How do you find the derivative of #ln[x^3(x+8)^7(x^2+3)^5]#?

2 Answers

#d/dx(ln[x^3(x+8)^7(x^2+3)^5])=(20x^3+104x^2+30x+72)/(x^4+8x^3+3x^2+24x)#

Explanation:

We use the combination of formulas for finding derivative of natural logarithm and derivative of product of three differentiable function UVW.

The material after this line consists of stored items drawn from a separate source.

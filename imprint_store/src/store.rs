// Copyright 2026 the Imprint Authors
// SPDX-License-Identifier: Apache-2.0 OR MIT

//! The document store: current document value, bounded undo/redo history,
//! and change subscribers.

use std::collections::VecDeque;
use std::fmt;

use imprint_schema::Document;

use crate::command::{Command, CommandError, LockSet, SkippedOp};
use crate::patch::PatchOp;

/// Default cap on the undo stack.
pub const DEFAULT_HISTORY_LIMIT: usize = 100;

/// Handle returned by [`DocumentStore::subscribe`], used to unsubscribe.
#[derive(Copy, Clone, Debug, PartialEq, Eq, Hash)]
pub struct SubscriptionId(u64);

/// The result of executing a command batch.
#[derive(Clone, Debug, PartialEq)]
pub struct ApplyOutcome {
    /// How many ops were applied. Zero means the document is unchanged and
    /// no history entry was pushed.
    pub applied: usize,
    /// Ops that were dropped during validation, with reasons.
    pub skipped: Vec<SkippedOp>,
}

/// Owns the current document and its editing history.
///
/// Documents are immutable values; every successful command replaces the
/// held document with a new version and retains the command on the undo
/// stack. The stack is bounded: past the limit, the oldest entry is evicted
/// and its change becomes permanent.
pub struct DocumentStore {
    doc: Document,
    locks: LockSet,
    undo: VecDeque<Command>,
    redo: Vec<Command>,
    history_limit: usize,
    subscribers: Vec<(SubscriptionId, Box<dyn FnMut(&Document)>)>,
    next_subscription: u64,
}

impl DocumentStore {
    /// Create a store around a document with the default history limit.
    pub fn new(doc: Document) -> Self {
        Self::with_history_limit(doc, DEFAULT_HISTORY_LIMIT)
    }

    /// Create a store with an explicit history limit. A limit of zero keeps
    /// no history at all; every command is immediately permanent.
    pub fn with_history_limit(doc: Document, history_limit: usize) -> Self {
        Self {
            doc,
            locks: LockSet::new(),
            undo: VecDeque::new(),
            redo: Vec::new(),
            history_limit,
            subscribers: Vec::new(),
            next_subscription: 0,
        }
    }

    /// The current document value.
    pub fn document(&self) -> &Document {
        &self.doc
    }

    /// Session-level locks enforced on top of per-layer `locked` flags.
    pub fn locks(&self) -> &LockSet {
        &self.locks
    }

    /// Mutable access to the session lock set.
    pub fn locks_mut(&mut self) -> &mut LockSet {
        &mut self.locks
    }

    /// Validate and run a batch of ops as one undoable command.
    ///
    /// Dropped ops are reported in the outcome; a batch where every op was
    /// dropped leaves the document and history untouched. A successful batch
    /// clears the redo stack.
    pub fn execute(
        &mut self,
        label: impl Into<String>,
        ops: Vec<PatchOp>,
    ) -> Result<ApplyOutcome, CommandError> {
        let (cmd, skipped) = Command::build(&self.doc, label, ops, &self.locks)?;
        let Some(cmd) = cmd else {
            log::debug!("command dropped entirely ({} ops skipped)", skipped.len());
            return Ok(ApplyOutcome {
                applied: 0,
                skipped,
            });
        };
        self.apply_command(cmd, skipped)
    }

    /// Run an already-built command, e.g. one produced by a revision session.
    ///
    /// The command must have been built against the current document.
    pub fn execute_command(&mut self, cmd: Command) -> Result<ApplyOutcome, CommandError> {
        self.apply_command(cmd, Vec::new())
    }

    fn apply_command(
        &mut self,
        cmd: Command,
        skipped: Vec<SkippedOp>,
    ) -> Result<ApplyOutcome, CommandError> {
        let applied = cmd.len();
        match cmd.apply_forward(&self.doc) {
            Ok(next) => self.doc = next,
            Err(err) => {
                // Commands are validated at build time against the document
                // they run on, so this indicates a command built for a
                // different document version.
                log::error!("command '{}' failed to apply: {err}", cmd.label);
                return Ok(ApplyOutcome {
                    applied: 0,
                    skipped,
                });
            }
        }
        self.redo.clear();
        if self.history_limit > 0 {
            if self.undo.len() == self.history_limit {
                self.undo.pop_front();
            }
            self.undo.push_back(cmd);
        }
        self.notify();
        Ok(ApplyOutcome { applied, skipped })
    }

    /// Undo the most recent command. Returns its label, or `None` when the
    /// undo stack is empty.
    pub fn undo(&mut self) -> Option<String> {
        let cmd = self.undo.pop_back()?;
        match cmd.apply_inverse(&self.doc) {
            Ok(prior) => {
                self.doc = prior;
                let label = cmd.label.clone();
                self.redo.push(cmd);
                self.notify();
                Some(label)
            }
            Err(err) => {
                log::error!("undo of '{}' failed: {err}", cmd.label);
                self.undo.push_back(cmd);
                None
            }
        }
    }

    /// Redo the most recently undone command. Returns its label, or `None`
    /// when the redo stack is empty.
    pub fn redo(&mut self) -> Option<String> {
        let cmd = self.redo.pop()?;
        match cmd.apply_forward(&self.doc) {
            Ok(next) => {
                self.doc = next;
                let label = cmd.label.clone();
                self.undo.push_back(cmd);
                self.notify();
                Some(label)
            }
            Err(err) => {
                log::error!("redo of '{}' failed: {err}", cmd.label);
                self.redo.push(cmd);
                None
            }
        }
    }

    /// Whether there is anything to undo.
    pub fn can_undo(&self) -> bool {
        !self.undo.is_empty()
    }

    /// Whether there is anything to redo.
    pub fn can_redo(&self) -> bool {
        !self.redo.is_empty()
    }

    /// Labels of the undo stack, oldest first.
    pub fn undo_labels(&self) -> impl Iterator<Item = &str> {
        self.undo.iter().map(|c| c.label.as_str())
    }

    /// Register a callback invoked after every document change.
    pub fn subscribe(&mut self, f: impl FnMut(&Document) + 'static) -> SubscriptionId {
        let id = SubscriptionId(self.next_subscription);
        self.next_subscription += 1;
        self.subscribers.push((id, Box::new(f)));
        id
    }

    /// Remove a subscriber. Unknown ids are ignored.
    pub fn unsubscribe(&mut self, id: SubscriptionId) {
        self.subscribers.retain(|(sid, _)| *sid != id);
    }

    fn notify(&mut self) {
        for (_, f) in &mut self.subscribers {
            f(&self.doc);
        }
    }
}

impl fmt::Debug for DocumentStore {
    fn fmt(&self, f: &mut fmt::Formatter<'_>) -> fmt::Result {
        f.debug_struct("DocumentStore")
            .field("doc", &self.doc.id)
            .field("undo", &self.undo.len())
            .field("redo", &self.redo.len())
            .field("subscribers", &self.subscribers.len())
            .finish_non_exhaustive()
    }
}

#[cfg(test)]
mod tests {
    use super::*;
    use imprint_schema::{
        Color, Layer, LayerCommon, LayerId, TextLayer, TextStyle, Transform2D,
    };
    use std::cell::RefCell;
    use std::rc::Rc;

    fn store_with_text(text: &str) -> (DocumentStore, LayerId) {
        let doc = Document::new("d", 200.0, 100.0);
        let layer = Layer::Text(TextLayer {
            common: LayerCommon::new(LayerId(0), "headline", Transform2D::default()),
            text: text.into(),
            style: TextStyle::new("Inter", 12.0, Color::BLACK),
            paragraphs: Vec::new(),
        });
        let (doc, id) = doc.add_layer(layer);
        (DocumentStore::new(doc), id)
    }

    fn set_text(id: LayerId, text: &str) -> Vec<PatchOp> {
        vec![PatchOp::SetText {
            target: id,
            text: text.into(),
        }]
    }

    #[test]
    fn execute_undo_redo_cycle() {
        let (mut store, id) = store_with_text("Alice");
        let baseline = store.document().clone();

        let outcome = store.execute("rename", set_text(id, "Bob")).unwrap();
        assert_eq!(outcome.applied, 1);
        assert!(store.can_undo());

        assert_eq!(store.undo().as_deref(), Some("rename"));
        assert_eq!(*store.document(), baseline);
        assert!(store.can_redo());

        assert_eq!(store.redo().as_deref(), Some("rename"));
        assert!(matches!(
            store.document().layer(id),
            Some(Layer::Text(l)) if l.text == "Bob"
        ));
    }

    #[test]
    fn all_skipped_batch_pushes_no_history() {
        let (mut store, id) = store_with_text("Alice");
        let outcome = store.execute("noop", set_text(id, "Alice")).unwrap();
        assert_eq!(outcome.applied, 0);
        assert_eq!(outcome.skipped.len(), 1);
        assert!(!store.can_undo());
    }

    #[test]
    fn successful_execute_clears_redo() {
        let (mut store, id) = store_with_text("Alice");
        store.execute("a", set_text(id, "Bob")).unwrap();
        store.undo();
        assert!(store.can_redo());
        store.execute("b", set_text(id, "Carol")).unwrap();
        assert!(!store.can_redo());
    }

    #[test]
    fn history_evicts_oldest_past_limit() {
        let (doc, id) = {
            let (s, id) = store_with_text("v0");
            (s.document().clone(), id)
        };
        let mut store = DocumentStore::with_history_limit(doc, 3);
        for i in 1..=5 {
            store.execute(format!("e{i}"), set_text(id, &format!("v{i}"))).unwrap();
        }
        let labels: Vec<&str> = store.undo_labels().collect();
        assert_eq!(labels, ["e3", "e4", "e5"]);

        // Only the retained entries can be unwound.
        assert!(store.undo().is_some());
        assert!(store.undo().is_some());
        assert!(store.undo().is_some());
        assert!(store.undo().is_none());
        assert!(matches!(
            store.document().layer(id),
            Some(Layer::Text(l)) if l.text == "v2"
        ));
    }

    #[test]
    fn session_locks_block_execution() {
        let (mut store, id) = store_with_text("Alice");
        store.locks_mut().lock(id);
        let err = store.execute("edit", set_text(id, "Bob")).unwrap_err();
        assert_eq!(err, CommandError::Locked(id));
        store.locks_mut().unlock(id);
        assert!(store.execute("edit", set_text(id, "Bob")).is_ok());
    }

    #[test]
    fn subscribers_observe_every_change() {
        let (mut store, id) = store_with_text("Alice");
        let seen = Rc::new(RefCell::new(Vec::new()));
        let sink = Rc::clone(&seen);
        let sub = store.subscribe(move |doc| {
            if let Some(Layer::Text(l)) = doc.layer(id) {
                sink.borrow_mut().push(l.text.clone());
            }
        });

        store.execute("a", set_text(id, "Bob")).unwrap();
        store.undo();
        store.redo();
        assert_eq!(*seen.borrow(), ["Bob", "Alice", "Bob"]);

        store.unsubscribe(sub);
        store.execute("b", set_text(id, "Carol")).unwrap();
        assert_eq!(seen.borrow().len(), 3);
    }

    #[test]
    fn zero_limit_keeps_no_history() {
        let (doc, id) = {
            let (s, id) = store_with_text("Alice");
            (s.document().clone(), id)
        };
        let mut store = DocumentStore::with_history_limit(doc, 0);
        store.execute("edit", set_text(id, "Bob")).unwrap();
        assert!(!store.can_undo());
    }
}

#d/dx(ln Z)=(1/Z)*d/dx(Z)# and
#d/dx(UVW)=VW*d/dx(U)+UW*d/dx(V)+UV*d/dx(W)#

Let #U=x^3# and #V=(x+8)^7# and #W=(x^2+3)^5#

We can use the formulas now

#d/dx(ln [x^3(x+8)^7(x^2+3)^5])#

#=1/(x^3(x+8)^7(x^2+3)^5)*d/dx(x^3(x+8)^7(x^2+3)^5)#

#=((x+8)^7(x^2+3)^5*d/dx(x^3)+x^3(x^2+3)^5*d/dx(x+8)^7+x^3(x+8)^7*d/dx(x^2+3)^5)/(x^3(x+8)^7(x^2+3)^5)#

#=((x+8)^7(x^2+3)^5*(3x^2)+x^3(x^2+3)^5*7(x+8)^6+x^3(x+8)^7*5(x^2+3)^4*2x)/(x^3(x+8)^7(x^2+3)^5)#

Simplify by factoring

#=(x^2(x+8)^6(x^2+3)^4)*(3(x+8)(x^2+3)+7x(x^2+3)+10x^2(x+8))/(x^3(x+8)^7(x^2+3)^5)#

#=(3(x+8)(x^2+3)+7x(x^2+3)+10x^2(x+8))/(x(x+8)(x^2+3))#

#=(3x^3+9x+24x^2+72+7x^3+21x+10x^3+80x^2)/(x(x+8)(x^2+3))#

#(20x^3+104x^2+30x+72)/(x^4+8x^3+3x^2+24x)#

God bless.... I hope the explanation is useful.

Apr 24, 2016

I use properties of logarithms to rewrite the expression and get #3/x+7/(x+8)+(10x)/(x^2+3)#.

Explanation:

Let #f(x) = ln[x^3(x+8)^7(x^2+3)^5]#

# =ln(x^3)+ln(x+8)^7+ln(x^2+3)^5#

# = 3lnx+7ln(x+8)+5ln(x^2+3)#.\

So

#f'(x) = 3/x+7/(x+8)+5/(x^2+3) d/dx(x^2+3)#

# = 3/x+7/(x+8)+(10x)/(x^2+3)#

Rewrite with a common denominator if you wish.